Free people of African descent in Virginia are denied the right to vote or own firearms.
September 9, 1739
The Stono Rebellion begins in South Carolina, as a group of approximately 20 enslaved people of African descent gather near the Stono River, arm themselves with weapons, and demand their liberty while marching towards Spanish Florida. Growing in number along the way, the group burns plantations and kills between 20 and 30 people, but are ultimately all captured and sold to the Caribbean, or killed.
John Murray, Lord Dunmore, the royal governor of VA, begins to speak about freeing Virginia’s enslaved people and using them against rebellious colonists. Some enslaved people run to him in Williamsburg, but are turned away.
April 14, 1775
The Society for the Relief of Free Negroes Unlawfully Held in Bondage, later known as the Pennsylvania Abolition Society, is founded in Philadelphia. It is the first antislavery society in the American colonies.
April 19, 1775
The Revolutionary War begins in Massachusetts.
John Murray, Lord Dunmore, the royal governor of Virginia, issues a proclamation stating that all enslaved people and indentured servants associated with rebellious colonists will become free if they take up arms for the King.
November 12, 1775
General George Washington, Commander in Chief of the Continental Army, prohibits “Negroes” from being recruited to serve in the army. He reverses course a month later and allows “free Negroes” to be recruited. The Continental Congress disagrees and only allows those men who had previously served to reenlist.
August 7, 1776
Lord Dunmore flees Virginia, taking with him between 200-300 soldiers of African descent and their families belonging to Dunmore’s Ethiopian Regiment.
People of African descent who meet a property ownership requirement are able to vote in local and national elections in New Jersey.
February 14, 1778
The Rhode Island General Assembly votes to allow “every able-bodied negro, mulatto, or Indian man slave” to enlist in the state’s Continental Army regiments.
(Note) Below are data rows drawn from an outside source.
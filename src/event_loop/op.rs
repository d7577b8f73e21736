//! Queued operations and the at-most-once completion flag.

use std::sync::atomic::{AtomicBool, Ordering};

/// A unit of work queued onto the loop.
///
/// `apply` always runs on the loop thread and consumes the operation.
/// Operations submitted during an `apply` are drained in the next loop
/// iteration, never the current one.
pub(crate) trait Operation: Send + 'static {
    fn apply(self: Box<Self>);
}

/// Single-word claim gate shared between an operation's completion path and
/// its cancellation callback. The first claim wins; whoever loses must not
/// complete the receiver.
#[derive(Default)]
pub(crate) struct OnceFlag(AtomicBool);

impl OnceFlag {
    pub(crate) fn new() -> Self {
        Self::default()
    }

    /// Attempts to claim. Returns `true` exactly once.
    pub(crate) fn claim(&self) -> bool {
        !self.0.swap(true, Ordering::AcqRel)
    }

    /// Whether the flag has been claimed by either side.
    pub(crate) fn claimed(&self) -> bool {
        self.0.load(Ordering::Acquire)
    }
}

#[cfg(test)]
mod tests {
    use super::*;

    #[test]
    fn first_claim_wins() {
        let flag = OnceFlag::new();
        assert!(!flag.claimed());
        assert!(flag.claim());
        assert!(!flag.claim());
        assert!(flag.claimed());
    }
}
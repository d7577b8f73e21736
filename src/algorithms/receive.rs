//! Stream receive and datagram receive-from.
//!
//! `receive` completes on the first chunk the kernel delivers; end of
//! stream completes with zero bytes read. Both forms are cancellable: the
//! stop callback claims the once-flag and queues the shared I/O stop
//! operation, which unparks the entry and delivers `set_stopped`.

use std::io;
use std::sync::Arc;

use crate::error::{Error, OsErrc, OsError};
use crate::event_loop::op::{OnceFlag, Operation};
use crate::event_loop::LoopShared;
use crate::exec::{OperationState, Receiver, Sender};
use crate::net::addr::Endpoint;
use crate::net::tcp::TcpSocket;
use crate::net::udp::UdpSocket;
use crate::os::io::{next_io_id, AfterReady, IoEntry, IoStopOp, ReadyHandler};
use crate::os::poller::Interest;
use crate::pipe::{ApplyValue, PipedWith, SenderClosure};

/// Parks a cancellable read-side entry and wires its stop callback.
pub(crate) fn park_with_stop(
    shared: &Arc<LoopShared>,
    fd: std::os::fd::RawFd,
    id: u64,
    flag: Arc<OnceFlag>,
    handler: Box<dyn ReadyHandler>,
    token: &crate::stop::StopToken,
) {
    let key = shared.io.lock().insert(IoEntry {
        id,
        fd,
        flag: flag.clone(),
        guard: None,
        handler,
    });
    if let Err(e) = shared.poller.register(fd, Interest::Readable, key.to_usize()) {
        tracing::warn!(error = %e, fd, "failed to register descriptor");
        let entry = shared.io.lock().remove_key(key);
        if let Some(entry) = entry {
            entry.handler.aborted();
        }
        return;
    }
    let guard = token.on_stop({
        let shared = shared.clone();
        move || {
            if flag.claim() {
                let op = Box::new(IoStopOp {
                    shared: shared.clone(),
                    id,
                });
                shared.schedule(op);
            }
        }
    });
    shared.io.lock().attach_guard(id, guard);
}

/// Sender of [`TcpSocket::receive`]; delivers `(buffer, bytes_read)`.
pub struct ReceiveSender<B> {
    socket: TcpSocket,
    buf: B,
}

impl<B> ReceiveSender<B> {
    pub(crate) fn new(socket: TcpSocket, buf: B) -> Self {
        Self { socket, buf }
    }
}

struct ReceiveOp<B, R> {
    socket: TcpSocket,
    buf: B,
    receiver: R,
}

impl<B, R> OperationState for ReceiveOp<B, R>
where
    B: AsMut<[u8]> + Send + 'static,
    R: Receiver<Value = (B, usize)>,
{
    fn start(self) {
        let shared = self.socket.shared();
        shared.submit(Box::new(self));
    }
}

enum ReadStep {
    Got(usize),
    Blocked,
    Failed(OsError),
}

fn pull_bytes(socket: &TcpSocket, buf: &mut [u8]) -> ReadStep {
    loop {
        match socket.read_at(buf) {
            Ok(n) => return ReadStep::Got(n),
            Err(e) if e.kind() == io::ErrorKind::WouldBlock => return ReadStep::Blocked,
            Err(e) if e.kind() == io::ErrorKind::Interrupted => {}
            Err(e) => return ReadStep::Failed(OsError::from_io(&e)),
        }
    }
}

impl<B, R> Operation for ReceiveOp<B, R>
where
    B: AsMut<[u8]> + Send + 'static,
    R: Receiver<Value = (B, usize)>,
{
    fn apply(self: Box<Self>) {
        let Self {
            socket,
            mut buf,
            receiver,
        } = *self;
        match pull_bytes(&socket, buf.as_mut()) {
            ReadStep::Got(n) => receiver.set_value((buf, n)),
            ReadStep::Failed(e) => receiver.set_error(Error::Os(e)),
            ReadStep::Blocked => {
                let Some(fd) = socket.stream_fd() else {
                    receiver.set_error(Error::os(OsErrc::NotConnected));
                    return;
                };
                let shared = socket.shared();
                let flag = Arc::new(OnceFlag::new());
                let env = receiver.env();
                let token = env.stop_token().clone();
                let id = next_io_id();
                socket.park(id);
                park_with_stop(
                    &shared,
                    fd,
                    id,
                    flag,
                    Box::new(ReceiveReady {
                        id,
                        socket: socket.clone(),
                        buf,
                        receiver,
                    }),
                    &token,
                );
            }
        }
    }
}

struct ReceiveReady<B, R> {
    id: u64,
    socket: TcpSocket,
    buf: B,
    receiver: R,
}

impl<B, R> ReadyHandler for ReceiveReady<B, R>
where
    B: AsMut<[u8]> + Send + 'static,
    R: Receiver<Value = (B, usize)>,
{
    fn ready(mut self: Box<Self>, _lp: &Arc<LoopShared>) -> AfterReady {
        match pull_bytes(&self.socket, self.buf.as_mut()) {
            ReadStep::Blocked => AfterReady::Rearm(self, Interest::Readable),
            ReadStep::Got(n) => {
                self.socket.clear_parked(self.id);
                let Self { buf, receiver, .. } = *self;
                AfterReady::Complete(Box::new(move || receiver.set_value((buf, n))))
            }
            ReadStep::Failed(e) => {
                self.socket.clear_parked(self.id);
                let receiver = self.receiver;
                AfterReady::Complete(Box::new(move || receiver.set_error(Error::Os(e))))
            }
        }
    }

    fn cancelled(self: Box<Self>) {
        self.socket.clear_parked(self.id);
        self.receiver.set_stopped();
    }

    fn aborted(self: Box<Self>) {
        self.receiver.set_error(Error::os(OsErrc::OperationCanceled));
    }
}

impl<B> Sender for ReceiveSender<B>
where
    B: AsMut<[u8]> + Send + 'static,
{
    type Value = (B, usize);

    fn connect<R>(self, receiver: R) -> impl OperationState
    where
        R: Receiver<Value = (B, usize)>,
    {
        ReceiveOp {
            socket: self.socket,
            buf: self.buf,
            receiver,
        }
    }
}

/// Closure form: takes the buffer from the predecessor's value.
pub fn receive(socket: &TcpSocket) -> ReceiveClosure {
    ReceiveClosure {
        socket: socket.clone(),
    }
}

/// Closure returned by [`receive`].
pub struct ReceiveClosure {
    socket: TcpSocket,
}

impl<B> ApplyValue<B> for ReceiveClosure
where
    B: AsMut<[u8]> + Send + 'static,
{
    type Out = ReceiveSender<B>;

    fn apply(self, buf: B) -> ReceiveSender<B> {
        ReceiveSender::new(self.socket, buf)
    }
}

impl<B> SenderClosure<B> for ReceiveClosure
where
    B: AsMut<[u8]> + Send + 'static,
{
    type Output<S: Sender<Value = B>> = PipedWith<S, Self>;

    fn pipe_from<S: Sender<Value = B>>(self, prev: S) -> Self::Output<S> {
        PipedWith::new(prev, self)
    }
}

/// Sender of [`UdpSocket::receive_from`]; delivers
/// `(buffer, bytes_read, peer)`.
pub struct ReceiveFromSender<B> {
    socket: UdpSocket,
    buf: B,
}

impl<B> ReceiveFromSender<B> {
    pub(crate) fn new(socket: UdpSocket, buf: B) -> Self {
        Self { socket, buf }
    }
}

struct ReceiveFromOp<B, R> {
    socket: UdpSocket,
    buf: B,
    receiver: R,
}

impl<B, R> OperationState for ReceiveFromOp<B, R>
where
    B: AsMut<[u8]> + Send + 'static,
    R: Receiver<Value = (B, usize, Endpoint)>,
{
    fn start(self) {
        let shared = self.socket.shared();
        shared.submit(Box::new(self));
    }
}

enum RecvFromStep {
    Got(usize, Endpoint),
    Blocked,
    Failed(OsError),
}

fn pull_datagram(socket: &UdpSocket, buf: &mut [u8]) -> RecvFromStep {
    loop {
        match socket.recv_from_at(buf) {
            Ok((n, peer)) => return RecvFromStep::Got(n, Endpoint::from(peer)),
            Err(e) if e.kind() == io::ErrorKind::WouldBlock => return RecvFromStep::Blocked,
            Err(e) if e.kind() == io::ErrorKind::Interrupted => {}
            Err(e) => return RecvFromStep::Failed(OsError::from_io(&e)),
        }
    }
}

impl<B, R> Operation for ReceiveFromOp<B, R>
where
    B: AsMut<[u8]> + Send + 'static,
    R: Receiver<Value = (B, usize, Endpoint)>,
{
    fn apply(self: Box<Self>) {
        let Self {
            socket,
            mut buf,
            receiver,
        } = *self;
        match pull_datagram(&socket, buf.as_mut()) {
            RecvFromStep::Got(n, peer) => receiver.set_value((buf, n, peer)),
            RecvFromStep::Failed(e) => receiver.set_error(Error::Os(e)),
            RecvFromStep::Blocked => {
                let Some(fd) = socket.fd() else {
                    receiver.set_error(Error::os(OsErrc::BadFileDescriptor));
                    return;
                };
                let shared = socket.shared();
                let flag = Arc::new(OnceFlag::new());
                let env = receiver.env();
                let token = env.stop_token().clone();
                let id = next_io_id();
                socket.park(id);
                park_with_stop(
                    &shared,
                    fd,
                    id,
                    flag,
                    Box::new(ReceiveFromReady {
                        id,
                        socket: socket.clone(),
                        buf,
                        receiver,
                    }),
                    &token,
                );
            }
        }
    }
}

struct ReceiveFromReady<B, R> {
    id: u64,
    socket: UdpSocket,
    buf: B,
    receiver: R,
}

impl<B, R> ReadyHandler for ReceiveFromReady<B, R>
where
    B: AsMut<[u8]> + Send + 'static,
    R: Receiver<Value = (B, usize, Endpoint)>,
{
    fn ready(mut self: Box<Self>, _lp: &Arc<LoopShared>) -> AfterReady {
        match pull_datagram(&self.socket, self.buf.as_mut()) {
            RecvFromStep::Blocked => AfterReady::Rearm(self, Interest::Readable),
            RecvFromStep::Got(n, peer) => {
                self.socket.clear_parked(self.id);
                let Self { buf, receiver, .. } = *self;
                AfterReady::Complete(Box::new(move || receiver.set_value((buf, n, peer))))
            }
            RecvFromStep::Failed(e) => {
                self.socket.clear_parked(self.id);
                let receiver = self.receiver;
                AfterReady::Complete(Box::new(move || receiver.set_error(Error::Os(e))))
            }
        }
    }

    fn cancelled(self: Box<Self>) {
        self.socket.clear_parked(self.id);
        self.receiver.set_stopped();
    }

    fn aborted(self: Box<Self>) {
        self.receiver.set_error(Error::os(OsErrc::OperationCanceled));
    }
}

impl<B> Sender for ReceiveFromSender<B>
where
    B: AsMut<[u8]> + Send + 'static,
{
    type Value = (B, usize, Endpoint);

    fn connect<R>(self, receiver: R) -> impl OperationState
    where
        R: Receiver<Value = (B, usize, Endpoint)>,
    {
        ReceiveFromOp {
            socket: self.socket,
            buf: self.buf,
            receiver,
        }
    }
}

/// Closure form: takes the buffer from the predecessor's value.
pub fn receive_from(socket: &UdpSocket) -> ReceiveFromClosure {
    ReceiveFromClosure {
        socket: socket.clone(),
    }
}

/// Closure returned by [`receive_from`].
pub struct ReceiveFromClosure {
    socket: UdpSocket,
}

impl<B> ApplyValue<B> for ReceiveFromClosure
where
    B: AsMut<[u8]> + Send + 'static,
{
    type Out = ReceiveFromSender<B>;

    fn apply(self, buf: B) -> ReceiveFromSender<B> {
        ReceiveFromSender::new(self.socket, buf)
    }
}

impl<B> SenderClosure<B> for ReceiveFromClosure
where
    B: AsMut<[u8]> + Send + 'static,
{
    type Output<S: Sender<Value = B>> = PipedWith<S, Self>;

    fn pipe_from<S: Sender<Value = B>>(self, prev: S) -> Self::Output<S> {
        PipedWith::new(prev, self)
    }
}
The enslaved men who enlist are formed into the 1st Rhode Island Regiment.
June 21, 1788
The United States Constitution is ratified. The Constitution protects the interests of slave owners, but does not explicitly assign rights based on race or color. Decisions about the legality of slavery are left to each individual state.
June 30, 1779
General Sir Henry Clinton, Commander in Chief of British forces in North America, offers protection to any enslaved person or indentured servant owned by a “rebel” who flees to the British Army.
March 1, 1780
Pennsylvania passes “An Act for the Gradual Abolition of Slavery,” the first antislavery law in the United States.
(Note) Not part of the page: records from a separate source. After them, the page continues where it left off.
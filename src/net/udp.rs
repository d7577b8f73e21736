//! UDP datagram sockets.

use std::io;
use std::net::{SocketAddr, UdpSocket as StdUdpSocket};
use std::os::fd::{AsRawFd, RawFd};
use std::sync::atomic::Ordering;
use std::sync::Arc;

use parking_lot::Mutex;
use socket2::{Socket, Type};

use crate::algorithms::close::CloseableResource;
use crate::algorithms::{
    AsyncDrop, AsyncValue, BoundResource, CloseSender, ReceiveFromSender, SendToSender,
};
use crate::error::OsError;
use crate::event_loop::{EventLoop, LoopShared, Scheduler};
use crate::net::addr::Endpoint;

enum UdpState {
    Open(StdUdpSocket),
    Closed,
}

struct UdpSt {
    state: UdpState,
    parked: Option<u64>,
}

pub(crate) struct UdpInner {
    lp: Arc<LoopShared>,
    st: Mutex<UdpSt>,
}

/// A UDP socket bound to one loop.
///
/// Created bound (eagerly fallible); must be closed exactly once before
/// its loop is dropped.
#[derive(Clone)]
pub struct UdpSocket {
    inner: Arc<UdpInner>,
}

impl UdpSocket {
    /// Binds a datagram socket to `endpoint`.
    ///
    /// # Errors
    ///
    /// Surfaces the OS error from socket creation or bind.
    pub fn bind(lp: &EventLoop, endpoint: impl Into<Endpoint>) -> Result<Self, OsError> {
        Self::bind_shared(lp.shared().clone(), &endpoint.into())
    }

    pub(crate) fn bind_shared(
        lp: Arc<LoopShared>,
        endpoint: &Endpoint,
    ) -> Result<Self, OsError> {
        let sock = Socket::new(endpoint.domain(), Type::DGRAM, None)
            .map_err(|e| OsError::from_io(&e))?;
        sock.set_nonblocking(true)
            .map_err(|e| OsError::from_io(&e))?;
        sock.bind(&endpoint.socket_addr().into())
            .map_err(|e| OsError::from_io(&e))?;
        lp.handles.fetch_add(1, Ordering::AcqRel);
        Ok(Self {
            inner: Arc::new(UdpInner {
                lp,
                st: Mutex::new(UdpSt {
                    state: UdpState::Open(sock.into()),
                    parked: None,
                }),
            }),
        })
    }

    /// Sender transmitting one datagram to `peer`.
    pub fn send_to<B>(&self, buf: B, peer: impl Into<Endpoint>) -> SendToSender<B>
    where
        B: AsRef<[u8]> + Send + 'static,
    {
        SendToSender::new(self.clone(), buf, peer.into())
    }

    /// Sender delivering `(buffer, bytes_read, peer)` for one datagram.
    pub fn receive_from<B>(&self, buf: B) -> ReceiveFromSender<B>
    where
        B: AsMut<[u8]> + Send + 'static,
    {
        ReceiveFromSender::new(self.clone(), buf)
    }

    /// Sender closing the socket. Closing twice panics.
    #[must_use]
    pub fn close(&self) -> CloseSender<UdpSocket> {
        CloseSender::new(self.clone())
    }

    pub(crate) fn shared(&self) -> Arc<LoopShared> {
        self.inner.lp.clone()
    }

    pub(crate) fn send_to_at(&self, buf: &[u8], peer: SocketAddr) -> io::Result<usize> {
        let st = self.inner.st.lock();
        match &st.state {
            UdpState::Open(sock) => sock.send_to(buf, peer),
            UdpState::Closed => Err(io::Error::from_raw_os_error(libc::EBADF)),
        }
    }

    pub(crate) fn recv_from_at(&self, buf: &mut [u8]) -> io::Result<(usize, SocketAddr)> {
        let st = self.inner.st.lock();
        match &st.state {
            UdpState::Open(sock) => sock.recv_from(buf),
            UdpState::Closed => Err(io::Error::from_raw_os_error(libc::EBADF)),
        }
    }

    pub(crate) fn fd(&self) -> Option<RawFd> {
        let st = self.inner.st.lock();
        match &st.state {
            UdpState::Open(sock) => Some(sock.as_raw_fd()),
            UdpState::Closed => None,
        }
    }

    pub(crate) fn park(&self, id: u64) {
        self.inner.st.lock().parked = Some(id);
    }

    pub(crate) fn clear_parked(&self, id: u64) {
        let mut st = self.inner.st.lock();
        if st.parked == Some(id) {
            st.parked = None;
        }
    }
}

impl CloseableResource for UdpSocket {
    fn shared(&self) -> Arc<LoopShared> {
        self.inner.lp.clone()
    }

    fn close_now(&self) {
        let (state, parked) = {
            let mut st = self.inner.st.lock();
            let state = std::mem::replace(&mut st.state, UdpState::Closed);
            (state, st.parked.take())
        };
        assert!(
            !matches!(state, UdpState::Closed),
            "udp socket closed twice"
        );
        let aborted = parked.and_then(|id| self.inner.lp.io.lock().remove_id(id));
        if let UdpState::Open(sock) = &state {
            self.inner.lp.poller.forget(sock.as_raw_fd());
        }
        drop(state);
        self.inner.lp.handles.fetch_sub(1, Ordering::AcqRel);
        if let Some(entry) = aborted {
            drop(entry.guard);
            entry.handler.aborted();
        }
    }
}

impl AsyncValue for UdpSocket {}

impl AsyncDrop for UdpSocket {
    type Dropper = CloseSender<UdpSocket>;

    fn async_drop(this: Arc<Self>) -> Self::Dropper {
        CloseSender::new((*this).clone())
    }
}

impl BoundResource for UdpSocket {
    fn bind_endpoint(scheduler: &Scheduler, endpoint: &Endpoint) -> Result<Self, OsError> {
        Self::bind_shared(scheduler.shared().clone(), endpoint)
    }
}

impl std::fmt::Debug for UdpSocket {
    fn fmt(&self, f: &mut std::fmt::Formatter<'_>) -> std::fmt::Result {
        let st = self.inner.st.lock();
        let state = match &st.state {
            UdpState::Open(_) => "open",
            UdpState::Closed => "closed",
        };
        f.debug_struct("UdpSocket").field("state", &state).finish()
    }
}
Thousands of free and enslaved people of African descent in Virginia flee to the British Army as British and Revolutionary forces battle across the state.
October 19, 1781
British General Cornwallis surrenders his army to the allied French Army and Continental Army after the Siege of Yorktown, Virginia — the last major battle of the Revolutionary War.
British ships begin evacuating Loyalist refugees — including people of African descent — from southern ports. They head to England, the Caribbean, Florida, and New York.
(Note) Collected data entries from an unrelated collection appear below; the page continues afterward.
//! Timed schedules: delays, absolute deadlines, racing, cancellation.

mod common;

use std::sync::atomic::{AtomicBool, Ordering};
use std::sync::Arc;
use std::time::{Duration, Instant};

use loopexec::{when_any, AsyncScope, EventLoop, SenderExt};

use common::init_test_logging;

#[test]
fn schedule_after_waits_at_least_the_delay() {
    init_test_logging();
    let lp = EventLoop::new().unwrap();
    let sched = lp.scheduler();

    let delay = Duration::from_millis(50);
    let started = Instant::now();
    let loop_started = lp.sync_wait(sched.schedule().then({
        let sched = sched.clone();
        move |()| sched.now()
    }))
    .unwrap()
    .unwrap();

    lp.sync_wait(sched.schedule_after(delay)).unwrap().unwrap();

    assert!(started.elapsed() + Duration::from_millis(2) >= delay);
    let loop_elapsed = lp
        .sync_wait(sched.schedule().then({
            let sched = sched.clone();
            move |()| sched.now()
        }))
        .unwrap()
        .unwrap()
        - loop_started;
    assert!(loop_elapsed >= delay);
}

#[test]
fn schedule_after_zero_completes() {
    init_test_logging();
    let lp = EventLoop::new().unwrap();
    let sched = lp.scheduler();

    let out = lp.sync_wait(sched.schedule_after(Duration::ZERO)).unwrap();
    assert_eq!(out, Some(()));
}

#[test]
fn schedule_at_waits_for_the_deadline() {
    init_test_logging();
    let lp = EventLoop::new().unwrap();
    let sched = lp.scheduler();

    let delay = Duration::from_millis(60);
    let started = Instant::now();
    let deadline = sched.now() + delay;
    lp.sync_wait(sched.schedule_at(deadline)).unwrap().unwrap();
    assert!(started.elapsed() + Duration::from_millis(2) >= delay);
}

#[test]
fn schedule_at_past_deadline_completes() {
    init_test_logging();
    let lp = EventLoop::new().unwrap();
    let sched = lp.scheduler();

    let out = lp.sync_wait(sched.schedule_at(sched.now())).unwrap();
    assert_eq!(out, Some(()));
}

#[test]
fn timers_fire_in_deadline_order() {
    init_test_logging();
    let lp = EventLoop::new().unwrap();
    let sched = lp.scheduler();

    let order = Arc::new(order_log::OrderLog::new());
    let scope = AsyncScope::new();
    let wait_all = sched.schedule().let_value({
        let scope = scope.clone();
        let sched = sched.clone();
        let order = order.clone();
        move |()| {
            let late = order.clone();
            scope.spawn(
                sched
                    .schedule_after(Duration::from_millis(30))
                    .then(move |()| late.push(30)),
            );
            let early = order.clone();
            scope.spawn(
                sched
                    .schedule_after(Duration::from_millis(10))
                    .then(move |()| early.push(10)),
            );
            scope.on_empty()
        }
    });
    lp.sync_wait(wait_all).unwrap().unwrap();
    assert_eq!(order.snapshot(), vec![10, 30]);
}

#[test]
fn when_any_of_two_timers() {
    init_test_logging();
    let lp = EventLoop::new().unwrap();
    let sched = lp.scheduler();

    let first_ran = Arc::new(AtomicBool::new(false));
    let second_ran = Arc::new(AtomicBool::new(false));

    let fast = sched.schedule_after(Duration::from_millis(50)).then({
        let first_ran = first_ran.clone();
        move |()| first_ran.store(true, Ordering::SeqCst)
    });
    let slow = sched.schedule_after(Duration::from_millis(100)).then({
        let second_ran = second_ran.clone();
        move |()| second_ran.store(true, Ordering::SeqCst)
    });

    let started = Instant::now();
    let race = sched.schedule().let_value(move |()| when_any(fast, slow));
    let out = lp.sync_wait(race).unwrap();
    let elapsed = started.elapsed();

    assert_eq!(out, Some(()));
    assert!(first_ran.load(Ordering::SeqCst));
    assert!(!second_ran.load(Ordering::SeqCst));
    assert!(elapsed + Duration::from_millis(2) >= Duration::from_millis(50));
    assert!(elapsed < Duration::from_millis(100));
}

#[test]
fn timer_cancelled_before_progress() {
    init_test_logging();
    let lp = EventLoop::new().unwrap();
    let sched = lp.scheduler();

    let scope = AsyncScope::new();
    let executed = Arc::new(AtomicBool::new(false));
    scope.spawn(sched.schedule_after(Duration::ZERO).then({
        let executed = executed.clone();
        move |()| executed.store(true, Ordering::SeqCst)
    }));

    scope.request_stop();
    let drained = sched.schedule().let_value({
        let scope = scope.clone();
        move |()| scope.on_empty()
    });
    lp.sync_wait(drained).unwrap().unwrap();

    assert!(!executed.load(Ordering::SeqCst));
}

/// Tiny append-only log; the loop thread writes, the test thread reads
/// after the wait returns.
mod order_log {
    use std::sync::Mutex;

    pub struct OrderLog {
        entries: Mutex<Vec<u64>>,
    }

    impl OrderLog {
        pub fn new() -> Self {
            Self {
                entries: Mutex::new(Vec::new()),
            }
        }

        pub fn push(&self, v: u64) {
            self.entries.lock().unwrap().push(v);
        }

        pub fn snapshot(&self) -> Vec<u64> {
            self.entries.lock().unwrap().clone()
        }
    }
}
The British begin evacuating New York City, taking Loyalists — including people of African descent — to settle in New Brunswick and Nova Scotia in Canada.
September 3, 1783
The Treaty of Paris ends the Revolutionary War. One article of the treaty prohibits the British from “carrying away” any enslaved people or other “property” belonging to the people of the United States.
The last British ships carrying soldiers and refugees depart from New York City.
Black men and women who supported the British during the Revolutionary War begin to settle in Sierra Leone, on the west coast of Africa. They arrive as refugee settlers, traveling both from Nova Scotia, Canada, and from London, England.